Mark Elliott has considered the constitutional significance on his blog, Public Law for Everyone, here. The Supreme Court had to decide whether or not it was precluded from questioning the position adopted by Parliament, which has twice confirmed an outright prohibition on assisted suicide. 3 members of the Court adopted an intermediate position that suggested that, while it was inappropriate to issue a declaration of incompatibility at present, the Court may be able to do so if Parliament fails to address the matter again. Elliott argues that the case is likely to become ‘a reference point within the enduring debate about the division of constitutional authority between the judicial and political organs of government’. 

‘Do Not Resuscitate’ and Article 8

In the recent case of R (Tracey) v Cambridge University Hospital and The Secretary of State for Health with the Resuscitation Council and Others intervening [2014] EWCA Civ 822, the Court of Appeal has upheld a challenge to the lawfulness of “Do Not Attempt Cardiopulmonary Resuscitation” (DNACPR) orders, holding that NHS Trusts are under a legal duty to consult with and inform patients if a DNACPR order is placed on their records.
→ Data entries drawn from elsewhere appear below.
// src/app/filters.rs
use super::types::CatalogItem;

/// The three free-text filter inputs, kept as typed.
#[derive(Clone, Debug, Default, PartialEq, Eq)]
pub struct FilterState {
    pub title_query: String,
    pub year_query: String,
    pub min_rating: String,
}

impl FilterState {
    pub fn is_empty(&self) -> bool {
        self.title_query.is_empty() && self.year_query.is_empty() && self.min_rating.is_empty()
    }

    /// An item passes when every non-empty predicate passes.
    pub fn matches(&self, item: &CatalogItem) -> bool {
        self.title_matches(item) && self.year_matches(item) && self.rating_matches(item)
    }

    fn title_matches(&self, item: &CatalogItem) -> bool {
        self.title_query.is_empty()
            || item
                .title
                .to_lowercase()
                .contains(&self.title_query.to_lowercase())
    }

    fn year_matches(&self, item: &CatalogItem) -> bool {
        self.year_query.is_empty() || item.release_date.starts_with(&self.year_query)
    }

    fn rating_matches(&self, item: &CatalogItem) -> bool {
        parse_rating_threshold(&self.min_rating).is_none_or(|min| item.rating_average >= min)
    }
}

/// Order-preserving subset of `items` that passes `filter`.
pub fn apply_filters(items: &[CatalogItem], filter: &FilterState) -> Vec<CatalogItem> {
    items.iter().filter(|i| filter.matches(i)).cloned().collect()
}

/// Read the longest leading decimal number, exponent included, the way a
/// browser's `parseFloat` does (`"7.5+"` → 7.5, `"1e3"` → 1000). Empty or
/// non-numeric input means "no constraint".
pub fn parse_rating_threshold(s: &str) -> Option<f64> {
    let s = s.trim_start();
    let bytes = s.as_bytes();
    let mut end = 0usize;
    let mut seen_digit = false;
    let mut seen_dot = false;

    if matches!(bytes.first(), Some(b'+' | b'-')) {
        end = 1;
    }
    while let Some(&b) = bytes.get(end) {
        match b {
            b'0'..=b'9' => seen_digit = true,
            b'.' if !seen_dot => seen_dot = true,
            _ => break,
        }
        end += 1;
    }
    if !seen_digit {
        return None;
    }
    if matches!(bytes.get(end), Some(b'e' | b'E')) {
        let mut exp_end = end + 1;
        if matches!(bytes.get(exp_end), Some(b'+' | b'-')) {
            exp_end += 1;
        }
        let digits = bytes[exp_end..].iter().take_while(|b| b.is_ascii_digit()).count();
        if digits > 0 {
            end = exp_end + digits;
        }
    }
    s[..end].trim_end_matches('.').parse().ok()
}

#[cfg(test)]
mod tests {
    use super::*;
    use crate::app::catalog::tests::item;

    fn sample() -> Vec<CatalogItem> {
        vec![
            item(1, "The Godfather", "1972-03-14", 8.7),
            item(2, "Spirited Away", "2001-07-20", 8.5),
            item(3, "The Dark Knight", "2008-07-16", 8.5),
            item(4, "Godzilla", "2014-05-14", 6.3),
            item(5, "Untitled", "", 0.0),
        ]
    }

    fn ids(items: &[CatalogItem]) -> Vec<u64> {
        items.iter().map(|i| i.id).collect()
    }

    #[test]
    fn empty_filter_returns_input_unchanged() {
        let items = sample();
        assert_eq!(apply_filters(&items, &FilterState::default()), items);
    }

    #[test]
    fn title_is_case_insensitive_substring() {
        let f = FilterState {
            title_query: "GOD".into(),
            ..Default::default()
        };
        assert_eq!(ids(&apply_filters(&sample(), &f)), vec![1, 4]);
    }

    #[test]
    fn year_is_verbatim_prefix() {
        let f = FilterState {
            year_query: "200".into(),
            ..Default::default()
        };
        assert_eq!(ids(&apply_filters(&sample(), &f)), vec![2, 3]);

        let f = FilterState {
            year_query: "2001-07".into(),
            ..Default::default()
        };
        assert_eq!(ids(&apply_filters(&sample(), &f)), vec![2]);
    }

    #[test]
    fn rating_is_inclusive_minimum() {
        let f = FilterState {
            min_rating: "8.5".into(),
            ..Default::default()
        };
        assert_eq!(ids(&apply_filters(&sample(), &f)), vec![1, 2, 3]);
    }

    #[test]
    fn non_numeric_rating_never_filters() {
        let f = FilterState {
            min_rating: "great".into(),
            ..Default::default()
        };
        assert_eq!(apply_filters(&sample(), &f).len(), 5);
    }

    #[test]
    fn predicates_combine_with_and() {
        let f = FilterState {
            title_query: "the".into(),
            year_query: "19".into(),
            min_rating: "8".into(),
        };
        assert_eq!(ids(&apply_filters(&sample(), &f)), vec![1]);
    }

    #[test]
    fn filtering_is_idempotent_and_keeps_order() {
        let filters = [
            FilterState::default(),
            FilterState {
                title_query: "a".into(),
                ..Default::default()
            },
            FilterState {
                year_query: "20".into(),
                min_rating: "6".into(),
                ..Default::default()
            },
        ];
        let items = sample();
        for f in &filters {
            let once = apply_filters(&items, f);
            assert_eq!(apply_filters(&once, f), once);
            let positions: Vec<usize> = once
                .iter()
                .map(|i| items.iter().position(|x| x.id == i.id).unwrap())
                .collect();
            assert!(positions.windows(2).all(|w| w[0] < w[1]));
        }
    }

    #[test]
    fn threshold_parsing_follows_leading_number() {
        assert_eq!(parse_rating_threshold(""), None);
        assert_eq!(parse_rating_threshold("abc"), None);
        assert_eq!(parse_rating_threshold("."), None);
        assert_eq!(parse_rating_threshold("7"), Some(7.0));
        assert_eq!(parse_rating_threshold(" 7.5+"), Some(7.5));
        assert_eq!(parse_rating_threshold("6."), Some(6.0));
        assert_eq!(parse_rating_threshold("-1"), Some(-1.0));
        assert_eq!(parse_rating_threshold("1.2.3"), Some(1.2));
    }

    #[test]
    fn threshold_parsing_reads_exponents() {
        assert_eq!(parse_rating_threshold("1e3"), Some(1000.0));
        assert_eq!(parse_rating_threshold("7.5E-1"), Some(0.75));
        assert_eq!(parse_rating_threshold("6.e1"), Some(60.0));
        assert_eq!(parse_rating_threshold("2e+1x"), Some(20.0));
        assert_eq!(parse_rating_threshold("8e"), Some(8.0));
        assert_eq!(parse_rating_threshold("8e-"), Some(8.0));
    }
}
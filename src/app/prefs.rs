// src/app/prefs.rs
use std::path::Path;
use std::time::{Duration, Instant};
use std::{fs, io};

use tracing::warn;

use super::filters::FilterState;
use super::types::{Collection, MediaKind};

pub const POSTER_WIDTH_RANGE: std::ops::RangeInclusive<f32> = 120.0..=220.0;
const DEFAULT_POSTER_WIDTH: f32 = 150.0;

/// Per-tab state restored on the next launch.
#[derive(Clone, Debug, PartialEq)]
pub struct KindPrefs {
    pub collection: Collection,
    pub filter: FilterState,
}

impl Default for KindPrefs {
    fn default() -> Self {
        Self {
            collection: Collection::Popular,
            filter: FilterState::default(),
        }
    }
}

#[derive(Clone, Debug, PartialEq)]
pub struct UiPrefs {
    pub active: MediaKind,
    pub movie: KindPrefs,
    pub show: KindPrefs,
    pub poster_width: f32,
}

impl Default for UiPrefs {
    fn default() -> Self {
        Self {
            active: MediaKind::Movie,
            movie: KindPrefs::default(),
            show: KindPrefs::default(),
            poster_width: DEFAULT_POSTER_WIDTH,
        }
    }
}

impl UiPrefs {
    pub const fn kind(&self, kind: MediaKind) -> &KindPrefs {
        match kind {
            MediaKind::Movie => &self.movie,
            MediaKind::Show => &self.show,
        }
    }

    pub fn kind_mut(&mut self, kind: MediaKind) -> &mut KindPrefs {
        match kind {
            MediaKind::Movie => &mut self.movie,
            MediaKind::Show => &mut self.show,
        }
    }
}

/// Parse `key=value` lines; unknown keys and bad values keep their defaults.
/// Filter values are kept verbatim since surrounding spaces change what
/// they match.
pub fn parse_prefs(txt: &str) -> UiPrefs {
    let mut prefs = UiPrefs::default();
    for line in txt.lines() {
        let trimmed = line.trim();
        if trimmed.is_empty() || trimmed.starts_with('#') {
            continue;
        }
        let Some((k, raw)) = line.split_once('=') else {
            continue;
        };
        let k = k.trim();
        let v = raw.trim();

        if k == "active" {
            if let Some(kind) = MediaKind::from_str(v) {
                prefs.active = kind;
            }
            continue;
        }
        if k == "poster_w" {
            if let Some(n) = v.parse::<f32>().ok().filter(|n| n.is_finite()) {
                prefs.poster_width = n.clamp(*POSTER_WIDTH_RANGE.start(), *POSTER_WIDTH_RANGE.end());
            }
            continue;
        }

        let Some((scope, field)) = k.split_once('.') else {
            continue;
        };
        let Some(kind) = MediaKind::from_str(scope) else {
            continue;
        };
        let kp = prefs.kind_mut(kind);
        match field {
            "collection" => {
                if let Some(c) = Collection::from_str(v) {
                    kp.collection = c;
                }
            }
            "title" => kp.filter.title_query = raw.to_string(),
            "year" => kp.filter.year_query = raw.to_string(),
            "min_rating" => kp.filter.min_rating = raw.to_string(),
            _ => {}
        }
    }
    prefs
}

fn one_line(s: &str) -> String {
    s.replace(['\n', '\r'], " ")
}

pub fn render_prefs(prefs: &UiPrefs) -> String {
    let mut txt = String::from("# flix ui prefs\n");
    txt.push_str(&format!("active={}\n", prefs.active.as_str()));
    txt.push_str(&format!("poster_w={:.1}\n", prefs.poster_width));
    for kind in MediaKind::ALL {
        let kp = prefs.kind(kind);
        let scope = kind.as_str();
        txt.push_str(&format!("{scope}.collection={}\n", kp.collection.as_str()));
        txt.push_str(&format!("{scope}.title={}\n", one_line(&kp.filter.title_query)));
        txt.push_str(&format!("{scope}.year={}\n", one_line(&kp.filter.year_query)));
        txt.push_str(&format!("{scope}.min_rating={}\n", one_line(&kp.filter.min_rating)));
    }
    txt
}

pub fn load_prefs(path: &Path) -> UiPrefs {
    match fs::read_to_string(path) {
        Ok(txt) => parse_prefs(&txt),
        Err(e) if e.kind() == io::ErrorKind::NotFound => UiPrefs::default(),
        Err(e) => {
            warn!("could not read {}: {e}", path.display());
            UiPrefs::default()
        }
    }
}

pub fn save_prefs(path: &Path, prefs: &UiPrefs) -> io::Result<()> {
    if let Some(parent) = path.parent().filter(|p| !p.as_os_str().is_empty()) {
        fs::create_dir_all(parent)?;
    }
    fs::write(path, render_prefs(prefs))
}

impl crate::app::FlixApp {
    // ---- tiny flags ----
    #[allow(clippy::missing_const_for_fn)]
    pub(crate) fn mark_dirty(&mut self) {
        self.prefs_dirty = true;
    }

    pub(crate) fn maybe_save_prefs(&mut self) {
        // debounce a bit to avoid writing every frame
        if self.prefs_dirty && self.prefs_last_write.elapsed() >= Duration::from_millis(300) {
            let prefs = self.snapshot_prefs();
            if let Err(e) = save_prefs(&self.prefs_path, &prefs) {
                warn!("could not save ui prefs: {e}");
            }
            self.prefs_dirty = false;
            self.prefs_last_write = Instant::now();
        }
    }

    pub(crate) fn snapshot_prefs(&self) -> UiPrefs {
        let kind_prefs = |kind: MediaKind| {
            let ctl = self.ctl(kind);
            KindPrefs {
                collection: ctl.collection(),
                filter: ctl.filter().clone(),
            }
        };
        UiPrefs {
            active: self.active,
            movie: kind_prefs(MediaKind::Movie),
            show: kind_prefs(MediaKind::Show),
            poster_width: self.poster_width_ui,
        }
    }
}
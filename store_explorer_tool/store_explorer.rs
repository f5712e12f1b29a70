use flix::app::store::SqliteStore;
use flix::config::load_config;
use std::env;
use std::fs::File;
use std::io::Write;

fn main() -> Result<(), Box<dyn std::error::Error>> {
    let args: Vec<String> = env::args().collect();

    if args.iter().any(|a| a == "-h" || a == "--help") {
        eprintln!("Usage: cargo run --bin store_explorer [movie|tv] [--out file]");
        std::process::exit(1);
    }

    let scope: Option<&str> = args
        .get(1)
        .map(String::as_str)
        .filter(|a| !a.starts_with("--"));

    let out_file: Option<String> = args
        .iter()
        .position(|a| a == "--out")
        .and_then(|i| args.get(i + 1).cloned());

    let cfg = load_config();
    println!("Opening store: {}", cfg.store_path.display());
    let store = SqliteStore::open(&cfg.store_path)?;

    let mut output = String::new();
    output.push_str(&format!("--- Scope: {} ---\n", scope.unwrap_or("all")));
    for entry in store.entries(scope)? {
        let stamp = chrono::DateTime::from_timestamp(entry.updated_at, 0)
            .map(|t| t.format("%Y-%m-%d %H:%M:%S").to_string())
            .unwrap_or_else(|| entry.updated_at.to_string());
        output.push_str(&format!(
            "{}/{} [{}]\n  {}\n",
            entry.scope, entry.key, stamp, entry.value
        ));
    }

    if let Some(path) = out_file {
        File::create(&path)?.write_all(output.as_bytes())?;
        println!("Exported results to {}", path);
    } else {
        print!("{}", output);
    }

    Ok(())
}
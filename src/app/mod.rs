// src/app/mod.rs: two catalog controllers (movies, shows) + background fetches + poster cache

// ---- Standard lib imports ----
use std::collections::HashSet;
use std::path::{Path, PathBuf};
use std::sync::Arc;
use std::time::{Duration, Instant};

// ---- Crates ----
use eframe::egui as eg;
use tracing::{info, warn};

// ---- Local modules ----
pub mod cache;
pub mod catalog;
pub mod controller;
mod detail;
pub mod error;
pub mod fetch;
pub mod filters;
pub mod gfx;
pub mod library;
pub mod posters;
pub mod prefs;
pub mod store;
pub mod types;
mod ui;

use crate::config::AppConfig;
use catalog::{CatalogSource, OfflineSource, TmdbClient};
use controller::CatalogController;
use fetch::FetchWorker;
use posters::PosterBoard;
use prefs::UiPrefs;
use store::{KeyValueStore, MemoryStore, SqliteStore};
use types::{FetchRequest, MediaKind};

// ---- Tunables ----
const MAX_FETCH_PER_FRAME: usize = 8;
const MAX_UPLOADS_PER_FRAME: usize = 4;
const BUSY_REPAINT: Duration = Duration::from_millis(100);

pub struct FlixApp {
    cfg: AppConfig,

    // one controller per tab
    movies: CatalogController,
    shows: CatalogController,
    active: MediaKind,

    // tabs whose first list has been requested
    started: HashSet<MediaKind>,
    boot_prefs: UiPrefs,

    // background work
    fetcher: FetchWorker,
    posters: PosterBoard,

    // ui state
    selected: Option<u64>,
    search_query: String,
    poster_width_ui: f32,

    // prefs autosave
    prefs_path: PathBuf,
    prefs_dirty: bool,
    prefs_last_write: Instant,
}

fn open_store(path: &Path, notices: &mut Vec<String>) -> Box<dyn KeyValueStore> {
    match SqliteStore::open(path) {
        Ok(store) => Box::new(store),
        Err(e) => {
            warn!("store {} unavailable: {e}", path.display());
            notices.push(format!(
                "Store {} unavailable ({e}); changes will not be kept.",
                path.display()
            ));
            Box::new(MemoryStore::default())
        }
    }
}

impl FlixApp {
    pub fn new(cfg: AppConfig) -> Self {
        let mut startup_notices = Vec::new();

        let mut movies = CatalogController::mount(
            MediaKind::Movie,
            open_store(&cfg.store_path, &mut startup_notices),
        );
        let mut shows = CatalogController::mount(
            MediaKind::Show,
            open_store(&cfg.store_path, &mut startup_notices),
        );

        let source: Arc<dyn CatalogSource> = match TmdbClient::new(&cfg) {
            Ok(client) => Arc::new(client),
            Err(e) => {
                warn!("catalog client unavailable: {e}");
                startup_notices.push(format!("Catalog offline: {e}"));
                Arc::new(OfflineSource(e))
            }
        };
        let fetcher = FetchWorker::new(source, cfg.top_rated_page_cap);
        let posters = PosterBoard::new(cache::PosterCache::open(&cfg.cache_dir), cfg.poster_workers);

        let prefs_path = cfg.prefs_path();
        let boot_prefs = prefs::load_prefs(&prefs_path);
        movies.set_filter(boot_prefs.movie.filter.clone());
        shows.set_filter(boot_prefs.show.filter.clone());

        // Both tabs show the same startup problems.
        for msg in startup_notices {
            movies.push_notice(msg.clone());
            shows.push_notice(msg);
        }

        info!(
            "flix ready (store {}, cache {})",
            cfg.store_path.display(),
            cfg.cache_dir.display()
        );

        Self {
            active: boot_prefs.active,
            poster_width_ui: boot_prefs.poster_width,
            cfg,
            movies,
            shows,
            started: HashSet::new(),
            boot_prefs,
            fetcher,
            posters,
            selected: None,
            search_query: String::new(),
            prefs_path,
            prefs_dirty: false,
            prefs_last_write: Instant::now(),
        }
    }

    pub(crate) const fn ctl(&self, kind: MediaKind) -> &CatalogController {
        match kind {
            MediaKind::Movie => &self.movies,
            MediaKind::Show => &self.shows,
        }
    }

    pub(crate) fn ctl_mut(&mut self, kind: MediaKind) -> &mut CatalogController {
        match kind {
            MediaKind::Movie => &mut self.movies,
            MediaKind::Show => &mut self.shows,
        }
    }

    /// Register the request with the controller and run it in the background.
    pub(crate) fn request_fetch(&mut self, kind: MediaKind, request: FetchRequest) {
        let generation = self.ctl_mut(kind).begin_fetch(request.clone());
        self.fetcher.spawn(kind, generation, request);
    }

    /// Search the active tab. Blank queries are ignored.
    pub(crate) fn submit_search(&mut self) {
        let query = self.search_query.trim().to_string();
        if query.is_empty() {
            return;
        }
        self.request_fetch(self.active, FetchRequest::Search(query));
    }

    pub(crate) fn switch_kind(&mut self, kind: MediaKind) {
        if self.active == kind {
            return;
        }
        self.active = kind;
        self.selected = None;
        self.search_query.clear();
        self.mark_dirty();
    }

    /// First visit of a tab loads the list it was showing last time.
    fn ensure_started(&mut self, kind: MediaKind) {
        if self.started.insert(kind) {
            let collection = self.boot_prefs.kind(kind).collection;
            self.request_fetch(kind, FetchRequest::Collection(collection));
        }
    }

    fn poll_fetches(&mut self) -> usize {
        let msgs = self.fetcher.poll(MAX_FETCH_PER_FRAME);
        let n = msgs.len();
        for msg in msgs {
            // an applied list may change the saved collection
            if self.ctl_mut(msg.kind).apply_fetch(msg.generation, msg.result) {
                self.mark_dirty();
            }
        }
        n
    }

    pub(crate) fn poster_url(&self, poster_path: &str) -> Option<String> {
        self.cfg.poster_url(poster_path)
    }
}

// ========== App impl ==========
impl eframe::App for FlixApp {
    fn update(&mut self, ctx: &eg::Context, _frame: &mut eframe::Frame) {
        self.ensure_started(self.active);
        let fetched = self.poll_fetches();
        let arrived = self.posters.poll();

        eg::TopBottomPanel::top("top_bar").show(ctx, |ui| {
            self.ui_render_topbar(ui);
        });

        if self.selected.is_some() {
            self.ui_render_detail_panel(ctx);
        }

        eg::CentralPanel::default().show(ctx, |ui| {
            self.ui_render_favorites_strip(ui, ctx);
            ui.separator();
            self.ui_render_grid(ui, ctx);
        });

        self.maybe_save_prefs();

        let busy = self.ctl(self.active).is_loading()
            || self.posters.pending() > 0
            || self.prefs_dirty
            || fetched > 0
            || arrived > 0;
        if busy {
            ctx.request_repaint_after(BUSY_REPAINT);
        }
    }
}
//! fpt-testkit
//!
//! In-memory store and fixtures for exercising the reconciliation engine
//! without Postgres. Cross-crate scenarios live under `tests/`.

pub mod fixtures;
mod memory;

pub use memory::MemoryStore;
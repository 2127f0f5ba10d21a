use anyhow::{Context, Result};
use fpt_schemas::{AccessLevel, FactoryId, ItemId, MachineId, ProcessId, Role, UserId};
use sqlx::{postgres::PgPoolOptions, PgPool};
use tracing::info;

mod store;

pub use store::PgStore;

pub const ENV_DB_URL: &str = "FPT_DATABASE_URL";

const DEFAULT_MAX_CONNECTIONS: u32 = 10;

/// Connect to Postgres using FPT_DATABASE_URL.
pub async fn connect_from_env() -> Result<PgPool> {
    connect_from_env_var(ENV_DB_URL, DEFAULT_MAX_CONNECTIONS).await
}

/// Connect using the URL held by env var `var` (config stores the name, never the URL).
pub async fn connect_from_env_var(var: &str, max_connections: u32) -> Result<PgPool> {
    let url = std::env::var(var).with_context(|| format!("missing env var {var}"))?;

    let pool = PgPoolOptions::new()
        .max_connections(max_connections)
        .connect(&url)
        .await
        .context("failed to connect to Postgres")?;

    Ok(pool)
}

/// Run embedded SQLx migrations.
pub async fn migrate(pool: &PgPool) -> Result<()> {
    sqlx::migrate!("./migrations")
        .run(pool)
        .await
        .context("db migrate failed")?;
    info!("db migrations applied");
    Ok(())
}

#[derive(Debug, Clone)]
pub struct DbStatus {
    pub ok: bool,
    pub has_production_logs_table: bool,
}

/// Simple status query (connectivity + schema presence).
pub async fn status(pool: &PgPool) -> Result<DbStatus> {
    let (one,): (i32,) = sqlx::query_as::<_, (i32,)>("select 1")
        .fetch_one(pool)
        .await
        .context("status connectivity query failed")?;

    let (exists,): (bool,) = sqlx::query_as::<_, (bool,)>(
        r#"
        select exists (
            select 1
            from information_schema.tables
            where table_schema = 'public' and table_name = 'production_logs'
        )
        "#,
    )
    .fetch_one(pool)
    .await
    .context("status table-exists query failed")?;

    Ok(DbStatus {
        ok: one == 1,
        has_production_logs_table: exists,
    })
}

/// SQLSTATE 23505.
pub fn is_unique_violation(err: &sqlx::Error) -> bool {
    match err {
        sqlx::Error::Database(db_err) => db_err.code().as_deref() == Some("23505"),
        _ => false,
    }
}

// ---------------------------------------------------------------------------
// Registry seeding
//
// Registry CRUD is not part of the engine; these inserts exist so tests and
// local setups can build a factory -> process -> machine tree.
// ---------------------------------------------------------------------------

pub async fn insert_factory(pool: &PgPool, name: &str) -> Result<FactoryId> {
    let (id,): (i64,) = sqlx::query_as("insert into factories (name) values ($1) returning id")
        .bind(name)
        .fetch_one(pool)
        .await
        .context("insert_factory failed")?;
    Ok(FactoryId(id))
}

pub async fn insert_process(pool: &PgPool, factory_id: FactoryId, name: &str) -> Result<ProcessId> {
    let (id,): (i64,) =
        sqlx::query_as("insert into processes (factory_id, name) values ($1, $2) returning id")
            .bind(factory_id.0)
            .bind(name)
            .fetch_one(pool)
            .await
            .context("insert_process failed")?;
    Ok(ProcessId(id))
}

pub async fn insert_item(pool: &PgPool, name: &str, ne: Option<f64>) -> Result<ItemId> {
    let (id,): (i64,) = sqlx::query_as("insert into items (name, ne) values ($1, $2) returning id")
        .bind(name)
        .bind(ne)
        .fetch_one(pool)
        .await
        .context("insert_item failed")?;
    Ok(ItemId(id))
}

#[derive(Debug, Clone)]
pub struct NewMachine {
    pub name: String,
    pub process_id: ProcessId,
    pub formula_type: i32,
    pub spindle_count: Option<i32>,
    pub current_item_id: Option<ItemId>,
    pub current_ne: Option<f64>,
}

pub async fn insert_machine(pool: &PgPool, m: &NewMachine) -> Result<MachineId> {
    let (id,): (i64,) = sqlx::query_as(
        r#"
        insert into machines (
          name, process_id, formula_type, spindle_count, current_item_id, current_ne
        ) values (
          $1, $2, $3, $4, $5, $6
        )
        returning id
        "#,
    )
    .bind(&m.name)
    .bind(m.process_id.0)
    .bind(m.formula_type)
    .bind(m.spindle_count)
    .bind(m.current_item_id.map(|i| i.0))
    .bind(m.current_ne)
    .fetch_one(pool)
    .await
    .context("insert_machine failed")?;
    Ok(MachineId(id))
}

#[derive(Debug, Clone)]
pub struct NewUser {
    pub username: String,
    pub role: Role,
    pub access_level: AccessLevel,
    pub process_id: Option<ProcessId>,
    pub is_active: bool,
}

pub async fn insert_user(pool: &PgPool, u: &NewUser) -> Result<UserId> {
    let (id,): (i64,) = sqlx::query_as(
        r#"
        insert into users (username, role, access_level, process_id, is_active)
        values ($1, $2, $3, $4, $5)
        returning id
        "#,
    )
    .bind(&u.username)
    .bind(u.role.as_str())
    .bind(u.access_level.as_str())
    .bind(u.process_id.map(|p| p.0))
    .bind(u.is_active)
    .fetch_one(pool)
    .await
    .context("insert_user failed")?;
    Ok(UserId(id))
}
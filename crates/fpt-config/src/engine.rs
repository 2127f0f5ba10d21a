use anyhow::{anyhow, Result};
use serde::{Deserialize, Serialize};
use serde_json::Value;

pub const DEFAULT_DB_URL_ENV: &str = "FPT_DATABASE_URL";

const DEFAULT_IMPLAUSIBLE_THRESHOLD: f64 = 1000.0;
const DEFAULT_MAX_CONNECTIONS: u32 = 10;

/// How an output above the implausible threshold is treated.
#[derive(Debug, Clone, Copy, PartialEq, Eq, Default, Serialize, Deserialize)]
#[serde(rename_all = "snake_case")]
pub enum LargeOutputPolicy {
    /// Saved; the assessment carries the warning.
    #[default]
    Advisory,
    /// Rejected unless the caller explicitly confirms.
    Confirm,
}

impl LargeOutputPolicy {
    pub fn as_str(&self) -> &'static str {
        match self {
            LargeOutputPolicy::Advisory => "advisory",
            LargeOutputPolicy::Confirm => "confirm",
        }
    }

    pub fn parse(s: &str) -> Option<Self> {
        match s.trim().to_ascii_lowercase().as_str() {
            "advisory" => Some(LargeOutputPolicy::Advisory),
            "confirm" => Some(LargeOutputPolicy::Confirm),
            _ => None,
        }
    }
}

/// Typed view of the keys listed in `CONSUMED_POINTERS`.
#[derive(Debug, Clone, PartialEq, Serialize, Deserialize)]
pub struct EngineConfig {
    pub implausible_threshold: f64,
    pub large_output_policy: LargeOutputPolicy,
    pub db_url_env: String,
    pub db_max_connections: u32,
}

impl Default for EngineConfig {
    fn default() -> Self {
        Self {
            implausible_threshold: DEFAULT_IMPLAUSIBLE_THRESHOLD,
            large_output_policy: LargeOutputPolicy::Advisory,
            db_url_env: DEFAULT_DB_URL_ENV.to_string(),
            db_max_connections: DEFAULT_MAX_CONNECTIONS,
        }
    }
}

impl EngineConfig {
    /// Read from the merged config JSON. Absent keys take defaults; present
    /// keys with the wrong type or an out-of-range value are errors.
    pub fn from_config_json(v: &Value) -> Result<Self> {
        let mut cfg = Self::default();

        if let Some(raw) = v.pointer("/output/implausible_threshold") {
            let t = raw
                .as_f64()
                .ok_or_else(|| anyhow!("CONFIG_INVALID /output/implausible_threshold must be a number"))?;
            if !t.is_finite() || t <= 0.0 {
                return Err(anyhow!(
                    "CONFIG_INVALID /output/implausible_threshold must be > 0, got {t}"
                ));
            }
            cfg.implausible_threshold = t;
        }

        if let Some(raw) = v.pointer("/output/large_output_policy") {
            let s = raw
                .as_str()
                .ok_or_else(|| anyhow!("CONFIG_INVALID /output/large_output_policy must be a string"))?;
            cfg.large_output_policy = LargeOutputPolicy::parse(s).ok_or_else(|| {
                anyhow!("CONFIG_INVALID /output/large_output_policy unknown value: {s}")
            })?;
        }

        if let Some(raw) = v.pointer("/db/url_env") {
            let s = raw
                .as_str()
                .ok_or_else(|| anyhow!("CONFIG_INVALID /db/url_env must be a string"))?;
            if s.trim().is_empty() {
                return Err(anyhow!("CONFIG_INVALID /db/url_env must not be empty"));
            }
            cfg.db_url_env = s.trim().to_string();
        }

        if let Some(raw) = v.pointer("/db/max_connections") {
            let n = raw
                .as_u64()
                .filter(|n| *n >= 1 && *n <= u64::from(u32::MAX))
                .ok_or_else(|| anyhow!("CONFIG_INVALID /db/max_connections must be a positive integer"))?;
            cfg.db_max_connections = n as u32;
        }

        Ok(cfg)
    }
}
As such, doctors are now legally obliged to consult with patients and to inform them if they intend to place a ‘DNR’ notice on their medical records. The Court of Appeal found that there should be a presumption in favour of patient involvement in these issues. Rosalind English considers the case here

In Other News

  • Anya Proops, for 11KBW’s Panopticon Blog, has considered the significance of the case of Browning v IC and DBIS and particular issues that may arise when secrecy is asserted in freedom of information cases here.
  • Obiter J has considered the on-going significance of the Magna Carta, in anticipation of its 800th anniversary here. Adam Wagner has also considered the issue for the UK Human Rights Blog in this post.

In the Courts 

Supreme Court rejects right to die appeals under Article 8 of the Convention.

Supreme Court finds that old and minor convictions need not be disclosed – Government rules on spent convictions unlawful and contrary to Article 8 of the Convention.

The Court of Appeal declares that the failure of a hospital to consult a patient in their decision to insert a Do Not Attempt Cardiopulmonary Resuscitation Notice in her notes was unlawful and contrary to Article 8.